## [EXERCISE]
Each line from the beginning of the data below through the line containing "pub(crate) fn record_victory(&mut" should be repeated exactly, please.

........

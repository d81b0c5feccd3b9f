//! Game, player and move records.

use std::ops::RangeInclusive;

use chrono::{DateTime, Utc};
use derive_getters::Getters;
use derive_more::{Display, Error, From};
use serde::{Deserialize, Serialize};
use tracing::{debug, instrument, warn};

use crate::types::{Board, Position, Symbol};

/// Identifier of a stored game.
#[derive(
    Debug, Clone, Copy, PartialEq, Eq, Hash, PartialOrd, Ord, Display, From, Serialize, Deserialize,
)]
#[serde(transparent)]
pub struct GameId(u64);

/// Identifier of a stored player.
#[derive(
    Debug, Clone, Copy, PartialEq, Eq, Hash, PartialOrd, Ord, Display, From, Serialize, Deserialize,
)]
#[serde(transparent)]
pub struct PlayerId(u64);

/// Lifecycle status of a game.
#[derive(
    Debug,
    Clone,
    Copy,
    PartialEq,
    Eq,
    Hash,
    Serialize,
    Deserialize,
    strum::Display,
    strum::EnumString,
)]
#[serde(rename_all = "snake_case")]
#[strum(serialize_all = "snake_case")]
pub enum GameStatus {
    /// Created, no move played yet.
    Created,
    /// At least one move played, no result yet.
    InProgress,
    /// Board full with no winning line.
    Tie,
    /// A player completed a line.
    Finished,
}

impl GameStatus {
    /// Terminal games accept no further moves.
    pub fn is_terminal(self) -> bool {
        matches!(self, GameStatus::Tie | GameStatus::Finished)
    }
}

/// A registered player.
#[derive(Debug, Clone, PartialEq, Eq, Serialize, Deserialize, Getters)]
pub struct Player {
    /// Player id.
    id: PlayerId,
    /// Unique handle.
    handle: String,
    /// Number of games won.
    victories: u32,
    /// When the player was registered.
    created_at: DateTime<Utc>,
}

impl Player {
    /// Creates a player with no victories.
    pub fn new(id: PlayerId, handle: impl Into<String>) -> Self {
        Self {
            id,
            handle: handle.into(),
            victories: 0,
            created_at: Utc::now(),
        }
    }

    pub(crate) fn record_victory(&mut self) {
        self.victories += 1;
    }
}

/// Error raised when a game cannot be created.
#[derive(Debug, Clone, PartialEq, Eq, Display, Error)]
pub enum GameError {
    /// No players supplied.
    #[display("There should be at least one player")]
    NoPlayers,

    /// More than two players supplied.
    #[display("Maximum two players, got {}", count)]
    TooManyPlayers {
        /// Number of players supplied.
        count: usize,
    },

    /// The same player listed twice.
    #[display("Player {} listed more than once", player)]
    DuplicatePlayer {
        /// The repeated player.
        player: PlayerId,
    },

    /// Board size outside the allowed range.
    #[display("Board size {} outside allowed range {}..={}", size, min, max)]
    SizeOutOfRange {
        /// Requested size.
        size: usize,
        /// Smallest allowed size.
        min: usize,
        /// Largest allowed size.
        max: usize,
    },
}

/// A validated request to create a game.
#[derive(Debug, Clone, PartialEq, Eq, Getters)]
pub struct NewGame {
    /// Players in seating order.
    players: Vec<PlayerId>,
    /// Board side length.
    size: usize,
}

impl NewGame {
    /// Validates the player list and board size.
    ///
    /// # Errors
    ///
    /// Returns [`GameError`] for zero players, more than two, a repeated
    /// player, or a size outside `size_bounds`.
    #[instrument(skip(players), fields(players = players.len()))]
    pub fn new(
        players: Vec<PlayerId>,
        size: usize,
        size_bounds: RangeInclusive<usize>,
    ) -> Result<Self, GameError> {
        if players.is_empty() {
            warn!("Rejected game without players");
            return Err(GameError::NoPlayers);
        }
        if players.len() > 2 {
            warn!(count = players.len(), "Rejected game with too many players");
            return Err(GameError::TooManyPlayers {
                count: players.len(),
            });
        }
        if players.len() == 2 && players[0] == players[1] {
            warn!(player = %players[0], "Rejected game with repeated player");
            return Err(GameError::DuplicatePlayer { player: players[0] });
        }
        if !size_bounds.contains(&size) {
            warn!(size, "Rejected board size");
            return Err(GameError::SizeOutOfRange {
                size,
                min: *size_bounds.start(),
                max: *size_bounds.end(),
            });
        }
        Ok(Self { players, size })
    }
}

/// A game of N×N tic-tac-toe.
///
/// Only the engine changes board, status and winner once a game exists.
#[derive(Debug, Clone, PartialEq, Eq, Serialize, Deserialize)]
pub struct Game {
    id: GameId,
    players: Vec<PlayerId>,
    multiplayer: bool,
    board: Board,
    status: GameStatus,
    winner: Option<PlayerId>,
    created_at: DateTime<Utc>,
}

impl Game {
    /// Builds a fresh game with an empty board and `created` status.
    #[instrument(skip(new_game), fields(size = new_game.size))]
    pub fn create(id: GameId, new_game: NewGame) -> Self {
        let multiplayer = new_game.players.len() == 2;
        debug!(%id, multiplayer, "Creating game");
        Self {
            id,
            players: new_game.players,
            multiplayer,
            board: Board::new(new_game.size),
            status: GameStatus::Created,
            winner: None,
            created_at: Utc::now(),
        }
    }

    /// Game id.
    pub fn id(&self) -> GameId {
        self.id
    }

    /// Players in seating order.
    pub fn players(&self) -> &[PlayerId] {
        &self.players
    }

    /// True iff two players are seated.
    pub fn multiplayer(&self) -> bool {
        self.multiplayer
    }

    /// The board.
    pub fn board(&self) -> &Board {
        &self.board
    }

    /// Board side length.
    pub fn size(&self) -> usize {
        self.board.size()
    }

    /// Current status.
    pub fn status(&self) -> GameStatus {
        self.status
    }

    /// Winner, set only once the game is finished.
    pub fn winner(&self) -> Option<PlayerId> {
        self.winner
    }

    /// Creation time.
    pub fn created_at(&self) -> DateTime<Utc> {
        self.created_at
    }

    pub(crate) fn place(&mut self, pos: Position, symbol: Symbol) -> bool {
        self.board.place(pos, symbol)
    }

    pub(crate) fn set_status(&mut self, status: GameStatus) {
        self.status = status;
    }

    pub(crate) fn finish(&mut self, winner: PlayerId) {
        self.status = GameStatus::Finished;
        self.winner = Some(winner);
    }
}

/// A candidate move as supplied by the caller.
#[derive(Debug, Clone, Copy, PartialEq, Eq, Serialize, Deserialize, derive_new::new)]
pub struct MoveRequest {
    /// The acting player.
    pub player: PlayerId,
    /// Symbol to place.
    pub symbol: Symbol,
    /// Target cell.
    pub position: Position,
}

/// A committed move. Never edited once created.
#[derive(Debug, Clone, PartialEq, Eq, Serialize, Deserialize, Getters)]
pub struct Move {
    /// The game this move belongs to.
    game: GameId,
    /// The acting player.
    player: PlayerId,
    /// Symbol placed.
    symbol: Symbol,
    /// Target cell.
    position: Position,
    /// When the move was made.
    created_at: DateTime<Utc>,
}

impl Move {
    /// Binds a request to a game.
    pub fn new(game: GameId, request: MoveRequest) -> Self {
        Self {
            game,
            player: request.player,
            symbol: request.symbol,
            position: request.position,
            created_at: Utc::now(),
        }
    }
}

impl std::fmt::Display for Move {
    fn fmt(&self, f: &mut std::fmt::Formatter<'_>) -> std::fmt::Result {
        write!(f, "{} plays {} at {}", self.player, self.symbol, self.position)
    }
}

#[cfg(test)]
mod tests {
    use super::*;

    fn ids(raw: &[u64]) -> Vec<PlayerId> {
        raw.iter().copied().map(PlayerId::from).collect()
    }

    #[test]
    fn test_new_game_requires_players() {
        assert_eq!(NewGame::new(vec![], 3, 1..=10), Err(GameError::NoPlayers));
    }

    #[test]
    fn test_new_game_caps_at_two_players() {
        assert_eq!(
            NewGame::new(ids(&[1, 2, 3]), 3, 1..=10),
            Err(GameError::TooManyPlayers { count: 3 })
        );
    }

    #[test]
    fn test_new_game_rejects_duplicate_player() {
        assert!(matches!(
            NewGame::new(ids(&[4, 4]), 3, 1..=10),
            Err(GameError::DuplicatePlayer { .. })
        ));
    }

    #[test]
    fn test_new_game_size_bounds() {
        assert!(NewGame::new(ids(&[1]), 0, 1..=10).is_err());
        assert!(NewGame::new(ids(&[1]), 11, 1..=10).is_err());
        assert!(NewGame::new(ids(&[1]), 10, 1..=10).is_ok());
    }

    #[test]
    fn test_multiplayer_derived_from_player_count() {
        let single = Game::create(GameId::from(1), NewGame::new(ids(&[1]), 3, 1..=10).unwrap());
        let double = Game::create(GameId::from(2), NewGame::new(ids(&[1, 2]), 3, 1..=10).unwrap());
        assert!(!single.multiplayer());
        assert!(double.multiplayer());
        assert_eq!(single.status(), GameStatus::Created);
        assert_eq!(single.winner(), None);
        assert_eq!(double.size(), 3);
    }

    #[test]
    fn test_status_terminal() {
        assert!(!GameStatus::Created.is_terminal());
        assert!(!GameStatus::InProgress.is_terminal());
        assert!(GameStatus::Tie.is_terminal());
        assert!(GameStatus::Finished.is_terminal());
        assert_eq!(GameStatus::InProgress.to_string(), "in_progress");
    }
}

........

## [TASK RESULT]
repository d81b0c5feccd3b9f
//! Game, player and move records.

use std::ops::RangeInclusive;

use chrono::{DateTime, Utc};
use derive_getters::Getters;
use derive_more::{Display, Error, From};
use serde::{Deserialize, Serialize};
use tracing::{debug, instrument, warn};

use crate::types::{Board, Position, Symbol};

/// Identifier of a stored game.
#[derive(
    Debug, Clone, Copy, PartialEq, Eq, Hash, PartialOrd, Ord, Display, From, Serialize, Deserialize,
)]
#[serde(transparent)]
pub struct GameId(u64);

/// Identifier of a stored player.
#[derive(
    Debug, Clone, Copy, PartialEq, Eq, Hash, PartialOrd, Ord, Display, From, Serialize, Deserialize,
)]
#[serde(transparent)]
pub struct PlayerId(u64);

/// Lifecycle status of a game.
#[derive(
    Debug,
    Clone,
    Copy,
    PartialEq,
    Eq,
    Hash,
    Serialize,
    Deserialize,
    strum::Display,
    strum::EnumString,
)]
#[serde(rename_all = "snake_case")]
#[strum(serialize_all = "snake_case")]
pub enum GameStatus {
    /// Created, no move played yet.
    Created,
    /// At least one move played, no result yet.
    InProgress,
    /// Board full with no winning line.
    Tie,
    /// A player completed a line.
    Finished,
}

impl GameStatus {
    /// Terminal games accept no further moves.
    pub fn is_terminal(self) -> bool {
        matches!(self, GameStatus::Tie | GameStatus::Finished)
    }
}

/// A registered player.
#[derive(Debug, Clone, PartialEq, Eq, Serialize, Deserialize, Getters)]
pub struct Player {
    /// Player id.
    id: PlayerId,
    /// Unique handle.
    handle: String,
    /// Number of games won.
    victories: u32,
    /// When the player was registered.
    created_at: DateTime<Utc>,
}

impl Player {
    /// Creates a player with no victories.
    pub fn new(id: PlayerId, handle: impl Into<String>) -> Self {
        Self {
            id,
            handle: handle.into(),
            victories: 0,
            created_at: Utc::now(),
        }
    }

    pub(crate) fn record_victory(&mut self) {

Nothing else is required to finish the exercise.